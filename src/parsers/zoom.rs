// src/parsers/zoom.rs
// Zoom's accessibility tree exposes no chat transcript at all — what it
// does expose is a live snapshot of who is on the call. A meeting in
// progress is detected by a window whose title contains "Zoom Meeting";
// each participant tile's role description is literally "Video render",
// with "unmuted" appearing in the description marking who is speaking.

use async_trait::async_trait;

use crate::accessibility::{Element, ElementHandle};
use crate::deadline::Deadline;
use crate::error::HarvesterError;
use crate::matcher::Matcher;
use crate::traversal::{self, TraversalConfig};

use super::common::text_of;
use super::types::{AppKind, AppParser, MeetingParticipant, MeetingSnapshot, ParseResult};

pub struct ZoomParser;

#[async_trait]
impl AppParser for ZoomParser {
    fn app_kind(&self) -> AppKind {
        AppKind::Zoom
    }

    async fn parse(&self, window: &ElementHandle, deadline: Deadline) -> Result<ParseResult, HarvesterError> {
        let config = TraversalConfig::new().deadline(deadline);
        let mut warnings = Vec::new();

        let title = window.title().await?.unwrap_or_default();
        if !title.contains("Zoom Meeting") {
            warnings.push("no meeting-in-progress window found".to_string());
            return Ok(ParseResult { warnings, ..Default::default() });
        }
        let topic = title
            .replace("Zoom Meeting", "")
            .trim_matches(|c: char| c == '-' || c.is_whitespace())
            .to_string();
        let topic = if topic.is_empty() { "unknown-meeting".to_string() } else { topic };

        let tiles = traversal::find_elements(
            window.clone(),
            config.clone(),
            Matcher::has_description_equal_to("Video render"),
        )
        .await?;

        let mut participants = Vec::new();
        for tile in &tiles {
            let name = match text_of(tile).await? {
                Some(name) => name,
                None => {
                    warnings.push("participant tile with no readable name".to_string());
                    continue;
                }
            };
            let is_speaking = tile
                .description()
                .await?
                .map(|d| d.contains("unmuted"))
                .unwrap_or(false);
            participants.push(MeetingParticipant { name, is_speaking });
        }

        Ok(ParseResult {
            meeting: Some(MeetingSnapshot { topic, participants }),
            warnings,
            ..Default::default()
        })
    }
}

#[cfg(test)]
mod tests {
    use super::*;
    use crate::accessibility::MockElement;

    #[tokio::test]
    async fn detects_meeting_and_speaking_participant() {
        let dana = MockElement::leaf()
            .description("Video render, unmuted")
            .value("Dana")
            .build();
        let alex = MockElement::leaf().description("Video render").value("Alex").build();
        let window = MockElement::leaf()
            .title("Zoom Meeting - Q3 Planning")
            .child(dana)
            .child(alex)
            .build();

        let result = ZoomParser.parse(&window, Deadline::never()).await.unwrap();
        let meeting = result.meeting.unwrap();
        assert_eq!(meeting.topic, "Q3 Planning");
        assert!(result.conversations.is_empty());
        assert_eq!(meeting.participants.len(), 2);
        assert!(meeting.participants.iter().any(|p| p.name == "Dana" && p.is_speaking));
        assert!(meeting.participants.iter().any(|p| p.name == "Alex" && !p.is_speaking));
    }

    #[tokio::test]
    async fn window_without_zoom_meeting_title_yields_no_meeting() {
        let window = MockElement::leaf().title("Zoom - Chat").build();
        let result = ZoomParser.parse(&window, Deadline::never()).await.unwrap();
        assert!(result.meeting.is_none());
        assert!(!result.warnings.is_empty());
    }
}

• • •

Exact copies of all the records are required.

Reply to the task:
filename src/parsers/zoom.rs
// src/parsers/zoom.rs
// Zoom's accessibility tree exposes no chat transcript at all — what it
// does expose is a live snapshot of who is on the call. A meeting in
// progress is detected by a window whose title contains "Zoom Meeting";
// each participant tile's role description is literally "Video render",
// with "unmuted" appearing in the description marking who is speaking.

use async_trait::async_trait;

use crate::accessibility::{Element, ElementHandle};
use crate::deadline::Deadline;
use crate::error::HarvesterError;
use crate::matcher::Matcher;
use crate::traversal::{self, TraversalConfig};

use super::common::text_of;
use super::types::{AppKind, AppParser, MeetingParticipant, MeetingSnapshot, ParseResult};

pub struct ZoomParser;

#[async_trait]
impl AppParser for ZoomParser {
    fn app_kind(&self) -> AppKind {
        AppKind::Zoom
    }

    async fn parse(&self, window: &ElementHandle, deadline: Deadline) -> Result<ParseResult, HarvesterError> {
        let config = TraversalConfig::new().deadline(deadline);
        let mut warnings = Vec::new();

        let title = window.title().await?.unwrap_or_default();
        if !title.contains("Zoom Meeting") {
            warnings.push("no meeting-in-progress window found".to_string());
            return Ok(ParseResult { warnings, ..Default::default() });
        }
        let topic = title
            .replace("Zoom Meeting", "")
            .trim_matches(|c: char| c == '-' || c.is_whitespace())
            .to_string();
        let topic = if topic.is_empty() { "unknown-meeting".to_string() } else { topic };

        let tiles = traversal::find_elements(
            window.clone(),
            config.clone(),
            Matcher::has_description_equal_to("Video render"),
        )
        .await?;

        let mut participants = Vec::new();
        for tile in &tiles {
            let name = match text_of(tile).await? {
                Some(name) => name,
                None => {
                    warnings.push("participant tile with no readable name".to_string());
                    continue;
                }
            };
            let is_speaking = tile
                .description()
                .await?
                .map(|d| d.contains("unmuted"))
                .unwrap_or(false);
            participants.push(MeetingParticipant { name, is_speaking });
        }

        Ok(ParseResult {
            meeting: Some(MeetingSnapshot { topic, participants }),
            warnings,
            ..Default::default()
        })
    }
}

#[cfg(test)]
mod tests {
    use super::*;
    use crate::accessibility::MockElement;

    #[tokio::test]
    async fn detects_meeting_and_speaking_participant() {
        let dana = MockElement::leaf()
            .description("Video render, unmuted")
            .value("Dana")
            .build();
        let alex = MockElement::leaf().description("Video render").value("Alex").build();
        let window = MockElement::leaf()
            .title("Zoom Meeting - Q3 Planning")
            .child(dana)
            .child(alex)
            .build();

        let result = ZoomParser.parse(&window, Deadline::never()).await.unwrap();
        let meeting = result.meeting.unwrap();
        assert_eq!(meeting.topic, "Q3 Planning");
        assert!(result.conversations.is_empty());
        assert_eq!(meeting.participants.len(), 2);
        assert!(meeting.participants.iter().any(|p| p.name == "Dana" && p.is_speaking));
        assert!(meeting.participants.iter().any(|p| p.name == "Alex" && !p.is_speaking));
    }

    #[tokio::test]
    async fn window_without_zoom_meeting_title_yields_no_meeting() {
        let window = MockElement::leaf().title("Zoom - Chat").build();
        let result = ZoomParser.parse(&window, Deadline::never()).await.unwrap();
        assert!(result.meeting.is_none());
        assert!(!result.warnings.is_empty());
    }
}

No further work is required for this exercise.